Alcabalas y matraqueos
Junto a otro migrante, Carlos continuó su regreso a Maracay, la Ciudad Jardín, en un vehículo Arauca, para lo cual debieron pasar por al menos 30 alcabalas policiales y de la Guardia Nacional (GN), en un viaje de 17 horas, aproximadamente. «En la segunda alcabala nos topamos con los PoliTáchira, uno de los oficiales notó los nervios de mi acompañante y al descubrir que venía de Perú, sin titubear le pidió 100 dólares para no llevarlo a un refugio», contó.
Roberto, el joven proveniente de Lima, a quien su hijo y su esposa lo esperaban en Maracay, entregó un billete de $100 al uniformado, luego subió al vehículo y soltó el lamento: «Eso era parte de mis ahorros, por lo que trabajé durante un año como carpintero allá en Perú».
Carlos vivió de cerca cómo en cuestión de segundos un funcionario de PoliTáchira robó, sin pistola en mano, $100 de los $800 que Roberto ahorró en un año para intentar sobrevivir en Venezuela, mientras encuentra un trabajo. «Por dentro sentía indignación, mientras observaba cómo el compañero de viaje se lamentaba del matraqueo, que fue un vulgar robo».

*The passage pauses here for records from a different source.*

//! JWT-based authentication extractor for Axum handlers.

use axum::extract::FromRequestParts;
use axum::http::request::Parts;
use veranda_core::error::CoreError;
use veranda_core::roles::ROLE_SUPER_ADMIN;
use veranda_core::types::DbId;

use crate::auth::jwt::validate_token;
use crate::error::AppError;
use crate::state::AppState;

/// Authenticated user extracted from a JWT Bearer token in the `Authorization` header.
///
/// Use this as an extractor parameter in any handler that requires authentication:
///
/// ```ignore
/// async fn my_handler(user: AuthUser) -> AppResult<Json<()>> {
///     tracing::info!(user_id = user.user_id, role = %user.role, "handling request");
///     Ok(Json(()))
/// }
/// ```
#[derive(Debug, Clone)]
pub struct AuthUser {
    /// The user's internal database id (from `claims.sub`).
    pub user_id: DbId,
    /// The user's role name (e.g. `"admin"`, `"security"`, `"resident"`).
    pub role: String,
    /// The user's project. `None` only for super admins.
    pub project_id: Option<DbId>,
}

impl AuthUser {
    /// Resolve the project a request operates on.
    ///
    /// Project-scoped users always act on their own project and may not name
    /// another one. Super admins have no project of their own and must pass
    /// `?project_id=` explicitly.
    pub fn project_scope(&self, requested: Option<DbId>) -> Result<DbId, AppError> {
        match self.project_id {
            Some(own) => {
                if let Some(req) = requested {
                    if req != own {
                        return Err(AppError::Core(CoreError::Forbidden(
                            "Cannot act on another project".into(),
                        )));
                    }
                }
                Ok(own)
            }
            None => requested.ok_or_else(|| {
                AppError::BadRequest("project_id query parameter is required".into())
            }),
        }
    }

    /// Reject the request unless the entity belongs to the caller's project.
    ///
    /// Super admins pass unconditionally.
    pub fn check_project(&self, entity_project: DbId) -> Result<(), AppError> {
        if self.role == ROLE_SUPER_ADMIN {
            return Ok(());
        }
        if self.project_id != Some(entity_project) {
            return Err(AppError::Core(CoreError::Forbidden(
                "Resource belongs to another project".into(),
            )));
        }
        Ok(())
    }
}

impl FromRequestParts<AppState> for AuthUser {
    type Rejection = AppError;

    async fn from_request_parts(
        parts: &mut Parts,
        state: &AppState,
    ) -> Result<Self, Self::Rejection> {
        let auth_header = parts
            .headers
            .get("authorization")
            .and_then(|v| v.to_str().ok())
            .ok_or_else(|| {
                AppError::Core(CoreError::Unauthorized(
                    "Missing Authorization header".into(),
                ))
            })?;

        let token = auth_header.strip_prefix("Bearer ").ok_or_else(|| {
            AppError::Core(CoreError::Unauthorized(
                "Invalid Authorization format. Expected: Bearer <token>".into(),
            ))
        })?;

        let claims = validate_token(token, &state.config.jwt).map_err(|_| {
            AppError::Core(CoreError::Unauthorized("Invalid or expired token".into()))
        })?;

        Ok(AuthUser {
            user_id: claims.sub,
            role: claims.role,
            project_id: claims.project_id,
        })
    }
}

#[cfg(test)]
mod tests {
    use veranda_core::roles::{ROLE_ADMIN, ROLE_SUPER_ADMIN};

    use super::*;

    fn project_user() -> AuthUser {
        AuthUser {
            user_id: 1,
            role: ROLE_ADMIN.to_string(),
            project_id: Some(7),
        }
    }

    fn super_admin() -> AuthUser {
        AuthUser {
            user_id: 2,
            role: ROLE_SUPER_ADMIN.to_string(),
            project_id: None,
        }
    }

    #[test]
    fn scoped_user_defaults_to_own_project() {
        assert_eq!(project_user().project_scope(None).unwrap(), 7);
        assert_eq!(project_user().project_scope(Some(7)).unwrap(), 7);
    }

    #[test]
    fn scoped_user_cannot_name_another_project() {
        assert!(project_user().project_scope(Some(8)).is_err());
    }

    #[test]
    fn super_admin_must_name_a_project() {
        assert!(super_admin().project_scope(None).is_err());
        assert_eq!(super_admin().project_scope(Some(3)).unwrap(), 3);
    }

    #[test]
    fn project_check_matches_ownership() {
        assert!(project_user().check_project(7).is_ok());
        assert!(project_user().check_project(8).is_err());
        assert!(super_admin().check_project(8).is_ok());
    }
}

El transitar en alcabalas tachirenses fue un completo martirio, asegura el maracayero. «Yo venía con mi pasaporte escondido en el vehículo, porque arribé a Colombia en un vuelo desde Quito y tenía mis sellos de ingreso a Bogotá». En una alcabala de la GN en El Piñal, un funcionario se percató que este tenía en su bolso papeles que evidenciaban su estadía en territorio ecuatoriano.
Para su suerte, el costo ante la amenaza de llevarlo a un refugio fue pagado con 10.000 pesos colombianos, el precio de un refresco de dos litros que debió dejar a los uniformados castrenses. Así continuaron evadiendo los puntos de control de GN y policías.
«Nuestra versión en las alcabalas era que veníamos de San Cristóbal y que eramos amigos, pero en algunas ocasiones no funcionó esa historia», explicó Carlos, quien recordó que en una alcabala de Barinas, uno de los sargentos chequeó la maleta de Roberto y los bolsos de Carlos y del conductor, pero al inspeccionar el auto, encontró el pasaporte que probaba la procedencia desde Ecuador.
«Uno se siente atrapado, el corazón se acelera y solo queda la opción de aceptar el matraqueo y ofrecer lo poco que tienes de dinero para que te dejen seguir el camino. Yo solo tenía 20.000 pesos y después de rogarle al funcionario, me los aceptó».
En los puntos de control policial entre Cojedes y Carabobo, el matraqueo a plena luz del día no pasó de algunos chocolates y galletas. «A pocos kilómetros para arribar a la capital del estado Aragua, el corazón se doblega y la nostalgia te abraza», comentó.
«En cada alcabala, los nervios estaban presentes, pero cuando empecé a ver a las personas dormidas en carretera y otras caminando miles de kilómetros hacia la frontera no pude evitar sentirme mal. Eran muchas familias y, al parecer, todos huyen del hambre, de la falta de servicios básicos y de un país en ruinas», lamentó Carlos, que regresó a Venezuela con el compromiso de aportar un granito arena para reencontrar el país que sueña para su hija y todos los niños venezolanos.